## [EXERCISE INSTRUCTIONS]
Emit the entire listing verbatim.

## [EXERCISE MATERIAL]
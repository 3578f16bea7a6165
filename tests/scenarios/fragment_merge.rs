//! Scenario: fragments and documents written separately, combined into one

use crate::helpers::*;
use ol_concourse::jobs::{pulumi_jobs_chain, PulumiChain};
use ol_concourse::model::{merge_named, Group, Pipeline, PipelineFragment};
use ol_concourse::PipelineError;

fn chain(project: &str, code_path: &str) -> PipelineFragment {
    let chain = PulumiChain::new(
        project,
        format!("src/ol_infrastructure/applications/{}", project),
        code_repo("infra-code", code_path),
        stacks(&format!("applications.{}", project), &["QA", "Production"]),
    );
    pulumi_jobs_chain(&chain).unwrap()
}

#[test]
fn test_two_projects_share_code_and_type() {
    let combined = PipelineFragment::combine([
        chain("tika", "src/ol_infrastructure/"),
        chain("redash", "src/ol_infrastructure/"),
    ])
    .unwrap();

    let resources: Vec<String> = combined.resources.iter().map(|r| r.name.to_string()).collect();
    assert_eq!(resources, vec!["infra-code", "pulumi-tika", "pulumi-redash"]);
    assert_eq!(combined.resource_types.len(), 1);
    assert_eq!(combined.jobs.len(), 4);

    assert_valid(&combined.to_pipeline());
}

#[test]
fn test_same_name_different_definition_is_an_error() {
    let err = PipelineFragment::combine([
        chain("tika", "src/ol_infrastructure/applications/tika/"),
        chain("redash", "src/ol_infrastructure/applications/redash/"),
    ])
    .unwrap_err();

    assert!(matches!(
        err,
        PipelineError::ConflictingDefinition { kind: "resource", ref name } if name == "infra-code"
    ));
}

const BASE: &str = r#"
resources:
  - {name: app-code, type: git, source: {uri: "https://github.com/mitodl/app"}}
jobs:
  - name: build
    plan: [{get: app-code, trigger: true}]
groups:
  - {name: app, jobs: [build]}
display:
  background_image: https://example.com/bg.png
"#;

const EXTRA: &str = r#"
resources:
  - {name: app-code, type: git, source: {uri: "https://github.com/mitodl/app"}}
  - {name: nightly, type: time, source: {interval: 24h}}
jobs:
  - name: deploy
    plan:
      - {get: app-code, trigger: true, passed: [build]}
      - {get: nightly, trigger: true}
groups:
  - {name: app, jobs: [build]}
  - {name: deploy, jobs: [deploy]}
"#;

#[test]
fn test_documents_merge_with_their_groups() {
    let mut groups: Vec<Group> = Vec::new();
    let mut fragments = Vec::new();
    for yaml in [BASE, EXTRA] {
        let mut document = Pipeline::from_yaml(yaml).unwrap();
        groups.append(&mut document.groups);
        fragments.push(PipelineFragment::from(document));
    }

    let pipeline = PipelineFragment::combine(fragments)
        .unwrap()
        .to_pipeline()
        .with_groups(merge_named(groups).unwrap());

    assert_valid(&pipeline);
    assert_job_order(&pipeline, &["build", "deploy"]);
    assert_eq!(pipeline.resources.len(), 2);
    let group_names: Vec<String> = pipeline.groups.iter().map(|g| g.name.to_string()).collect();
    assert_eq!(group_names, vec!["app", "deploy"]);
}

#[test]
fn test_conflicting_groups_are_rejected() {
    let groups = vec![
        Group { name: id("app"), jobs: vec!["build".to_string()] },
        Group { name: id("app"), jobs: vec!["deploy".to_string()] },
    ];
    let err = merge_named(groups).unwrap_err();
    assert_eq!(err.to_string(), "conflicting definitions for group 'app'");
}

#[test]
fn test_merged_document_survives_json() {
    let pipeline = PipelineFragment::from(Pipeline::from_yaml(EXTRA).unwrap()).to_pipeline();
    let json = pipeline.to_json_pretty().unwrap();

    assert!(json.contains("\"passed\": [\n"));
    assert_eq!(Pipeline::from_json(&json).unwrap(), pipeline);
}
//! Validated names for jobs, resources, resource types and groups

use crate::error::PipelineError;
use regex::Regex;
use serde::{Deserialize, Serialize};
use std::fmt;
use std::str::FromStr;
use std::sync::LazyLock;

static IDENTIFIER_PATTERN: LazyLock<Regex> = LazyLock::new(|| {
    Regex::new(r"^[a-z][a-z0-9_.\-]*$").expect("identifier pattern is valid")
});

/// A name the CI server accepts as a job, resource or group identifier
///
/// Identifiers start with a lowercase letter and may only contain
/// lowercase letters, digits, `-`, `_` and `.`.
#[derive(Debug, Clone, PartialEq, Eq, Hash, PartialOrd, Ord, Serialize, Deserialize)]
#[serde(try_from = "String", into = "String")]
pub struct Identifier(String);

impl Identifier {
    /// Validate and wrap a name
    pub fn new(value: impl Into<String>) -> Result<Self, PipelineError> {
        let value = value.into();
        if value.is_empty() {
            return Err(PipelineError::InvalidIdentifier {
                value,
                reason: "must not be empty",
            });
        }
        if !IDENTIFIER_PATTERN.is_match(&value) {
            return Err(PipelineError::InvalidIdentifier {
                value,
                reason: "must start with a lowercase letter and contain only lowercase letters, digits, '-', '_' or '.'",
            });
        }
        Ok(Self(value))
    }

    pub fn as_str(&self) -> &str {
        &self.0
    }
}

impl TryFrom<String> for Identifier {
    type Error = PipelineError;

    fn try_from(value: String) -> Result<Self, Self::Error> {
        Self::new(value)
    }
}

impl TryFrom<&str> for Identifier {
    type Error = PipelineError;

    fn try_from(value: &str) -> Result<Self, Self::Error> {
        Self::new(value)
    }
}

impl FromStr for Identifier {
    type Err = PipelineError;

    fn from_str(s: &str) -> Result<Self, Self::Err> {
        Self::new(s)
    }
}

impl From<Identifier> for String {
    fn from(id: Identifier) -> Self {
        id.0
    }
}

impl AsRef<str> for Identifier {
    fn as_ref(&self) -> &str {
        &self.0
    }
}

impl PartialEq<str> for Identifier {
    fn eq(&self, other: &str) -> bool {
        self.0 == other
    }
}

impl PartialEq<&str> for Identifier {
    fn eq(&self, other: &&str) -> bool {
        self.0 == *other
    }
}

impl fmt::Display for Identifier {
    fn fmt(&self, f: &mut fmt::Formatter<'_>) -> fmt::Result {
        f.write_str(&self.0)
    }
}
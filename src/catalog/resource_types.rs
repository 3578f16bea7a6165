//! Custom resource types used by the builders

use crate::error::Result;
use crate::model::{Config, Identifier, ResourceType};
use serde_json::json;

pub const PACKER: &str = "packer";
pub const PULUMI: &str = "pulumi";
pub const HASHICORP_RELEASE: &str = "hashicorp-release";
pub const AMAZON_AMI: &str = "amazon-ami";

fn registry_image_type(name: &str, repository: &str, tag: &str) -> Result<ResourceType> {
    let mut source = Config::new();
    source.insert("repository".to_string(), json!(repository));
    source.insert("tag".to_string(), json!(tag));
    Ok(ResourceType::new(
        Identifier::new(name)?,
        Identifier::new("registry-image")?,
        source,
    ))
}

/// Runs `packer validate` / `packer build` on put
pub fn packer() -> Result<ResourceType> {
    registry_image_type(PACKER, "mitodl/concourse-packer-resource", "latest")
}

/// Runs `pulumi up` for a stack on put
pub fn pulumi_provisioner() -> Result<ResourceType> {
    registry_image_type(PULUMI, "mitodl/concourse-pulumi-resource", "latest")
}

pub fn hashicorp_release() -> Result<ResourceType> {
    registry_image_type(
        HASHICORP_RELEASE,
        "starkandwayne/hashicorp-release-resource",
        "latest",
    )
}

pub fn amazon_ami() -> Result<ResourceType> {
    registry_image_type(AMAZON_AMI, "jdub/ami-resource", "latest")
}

## [RESPONSE]
repository 3578f16bea7a6165
filename tests/scenarios/fragment_merge.rs
//! Scenario: fragments and documents written separately, combined into one

use crate::helpers::*;
use ol_concourse::jobs::{pulumi_jobs_chain, PulumiChain};
use ol_concourse::model::{merge_named, Group, Pipeline, PipelineFragment};
use ol_concourse::PipelineError;

fn chain(project: &str, code_path: &str) -> PipelineFragment {
    let chain = PulumiChain::new(
        project,
        format!("src/ol_infrastructure/applications/{}", project),
        code_repo("infra-code", code_path),
        stacks(&format!("applications.{}", project), &["QA", "Production"]),
    );
    pulumi_jobs_chain(&chain).unwrap()
}

#[test]
fn test_two_projects_share_code_and_type() {
    let combined = PipelineFragment::combine([
        chain("tika", "src/ol_infrastructure/"),
        chain("redash", "src/ol_infrastructure/"),
    ])
    .unwrap();

    let resources: Vec<String> = combined.resources.iter().map(|r| r.name.to_string()).collect();
    assert_eq!(resources, vec!["infra-code", "pulumi-tika", "pulumi-redash"]);
    assert_eq!(combined.resource_types.len(), 1);
    assert_eq!(combined.jobs.len(), 4);

    assert_valid(&combined.to_pipeline());
}

#[test]
fn test_same_name_different_definition_is_an_error() {
    let err = PipelineFragment::combine([
        chain("tika", "src/ol_infrastructure/applications/tika/"),
        chain("redash", "src/ol_infrastructure/applications/redash/"),
    ])
    .unwrap_err();

    assert!(matches!(
        err,
        PipelineError::ConflictingDefinition { kind: "resource", ref name } if name == "infra-code"
    ));
}

const BASE: &str = r#"
resources:
  - {name: app-code, type: git, source: {uri: "https://github.com/mitodl/app"}}
jobs:
  - name: build
    plan: [{get: app-code, trigger: true}]
groups:
  - {name: app, jobs: [build]}
display:
  background_image: https://example.com/bg.png
"#;

const EXTRA: &str = r#"
resources:
  - {name: app-code, type: git, source: {uri: "https://github.com/mitodl/app"}}
  - {name: nightly, type: time, source: {interval: 24h}}
jobs:
  - name: deploy
    plan:
      - {get: app-code, trigger: true, passed: [build]}
      - {get: nightly, trigger: true}
groups:
  - {name: app, jobs: [build]}
  - {name: deploy, jobs: [deploy]}
"#;

#[test]
fn test_documents_merge_with_their_groups() {
    let mut groups: Vec<Group> = Vec::new();
    let mut fragments = Vec::new();
    for yaml in [BASE, EXTRA] {
        let mut document = Pipeline::from_yaml(yaml).unwrap();
        groups.append(&mut document.groups);
        fragments.push(PipelineFragment::from(document));
    }

    let pipeline = PipelineFragment::combine(fragments)
        .unwrap()
        .to_pipeline()
        .with_groups(merge_named(groups).unwrap());

    assert_valid(&pipeline);
    assert_job_order(&pipeline, &["build", "deploy"]);
    assert_eq!(pipeline.resources.len(), 2);
    let group_names: Vec<String> = pipeline.groups.iter().map(|g| g.name.to_string()).collect();
    assert_eq!(group_names, vec!["app", "deploy"]);
}

#[test]
fn test_conflicting_groups_are_rejected() {
    let groups = vec![
        Group { name: id("app"), jobs: vec!["build".to_string()] },
        Group { name: id("app"), jobs: vec!["deploy".to_string()] },
    ];
    let err = merge_named(groups).unwrap_err();
    assert_eq!(err.to_string(), "conflicting definitions for group 'app'");
}

#[test]
fn test_merged_document_survives_json() {
    let pipeline = PipelineFragment::from(Pipeline::from_yaml(EXTRA).unwrap()).to_pipeline();
    let json = pipeline.to_json_pretty().unwrap();

    assert!(json.contains("\"passed\": [\n"));
    assert_eq!(Pipeline::from_json(&json).unwrap(), pipeline);
}
//! Validated names for jobs, resources, resource types and groups

use crate::error::PipelineError;
use regex::Regex;
use serde::{Deserialize, Serialize};
use std::fmt;
use std::str::FromStr;
use std::sync::LazyLock;

static IDENTIFIER_PATTERN: LazyLock<Regex> = LazyLock::new(|| {
    Regex::new(r"^[a-z][a-z0-9_.\-]*$").expect("identifier pattern is valid")
});

/// A name the CI server accepts as a job, resource or group identifier
///
/// Identifiers start with a lowercase letter and may only contain
/// lowercase letters, digits, `-`, `_` and `.`.
#[derive(Debug, Clone, PartialEq, Eq, Hash, PartialOrd, Ord, Serialize, Deserialize)]
#[serde(try_from = "String", into = "String")]
pub struct Identifier(String);

impl Identifier {
    /// Validate and wrap a name
    pub fn new(value: impl Into<String>) -> Result<Self, PipelineError> {
        let value = value.into();
        if value.is_empty() {
            return Err(PipelineError::InvalidIdentifier {
                value,
                reason: "must not be empty",
            });
        }
        if !IDENTIFIER_PATTERN.is_match(&value) {
            return Err(PipelineError::InvalidIdentifier {
                value,
                reason: "must start with a lowercase letter and contain only lowercase letters, digits, '-', '_' or '.'",
            });
        }
        Ok(Self(value))
    }

    pub fn as_str(&self) -> &str {
        &self.0
    }
}

impl TryFrom<String> for Identifier {
    type Error = PipelineError;

    fn try_from(value: String) -> Result<Self, Self::Error> {
        Self::new(value)
    }
}

impl TryFrom<&str> for Identifier {
    type Error = PipelineError;

    fn try_from(value: &str) -> Result<Self, Self::Error> {
        Self::new(value)
    }
}

impl FromStr for Identifier {
    type Err = PipelineError;

    fn from_str(s: &str) -> Result<Self, Self::Err> {
        Self::new(s)
    }
}

impl From<Identifier> for String {
    fn from(id: Identifier) -> Self {
        id.0
    }
}

impl AsRef<str> for Identifier {
    fn as_ref(&self) -> &str {
        &self.0
    }
}

impl PartialEq<str> for Identifier {
    fn eq(&self, other: &str) -> bool {
        self.0 == other
    }
}

impl PartialEq<&str> for Identifier {
    fn eq(&self, other: &&str) -> bool {
        self.0 == *other
    }
}

impl fmt::Display for Identifier {
    fn fmt(&self, f: &mut fmt::Formatter<'_>) -> fmt::Result {
        f.write_str(&self.0)
    }
}
filename src/catalog/resource_types.rs
repository 3578f16bea7a6165
//! Custom resource types used by the builders

use crate::error::Result;
use crate::model::{Config, Identifier, ResourceType};
use serde_json::json;

pub const PACKER: &str = "packer";
pub const PULUMI: &str = "pulumi";
pub const HASHICORP_RELEASE: &str = "hashicorp-release";
pub const AMAZON_AMI: &str = "amazon-ami";

fn registry_image_type(name: &str, repository: &str, tag: &str) -> Result<ResourceType> {
    let mut source = Config::new();
    source.insert("repository".to_string(), json!(repository));
    source.insert("tag".to_string(), json!(tag));
    Ok(ResourceType::new(
        Identifier::new(name)?,
        Identifier::new("registry-image")?,
        source,
    ))
}

/// Runs `packer validate` / `packer build` on put
pub fn packer() -> Result<ResourceType> {
    registry_image_type(PACKER, "mitodl/concourse-packer-resource", "latest")
}

/// Runs `pulumi up` for a stack on put
pub fn pulumi_provisioner() -> Result<ResourceType> {
    registry_image_type(PULUMI, "mitodl/concourse-pulumi-resource", "latest")
}

pub fn hashicorp_release() -> Result<ResourceType> {
    registry_image_type(
        HASHICORP_RELEASE,
        "starkandwayne/hashicorp-release-resource",
        "latest",
    )
}

pub fn amazon_ami() -> Result<ResourceType> {
    registry_image_type(AMAZON_AMI, "jdub/ami-resource", "latest")
}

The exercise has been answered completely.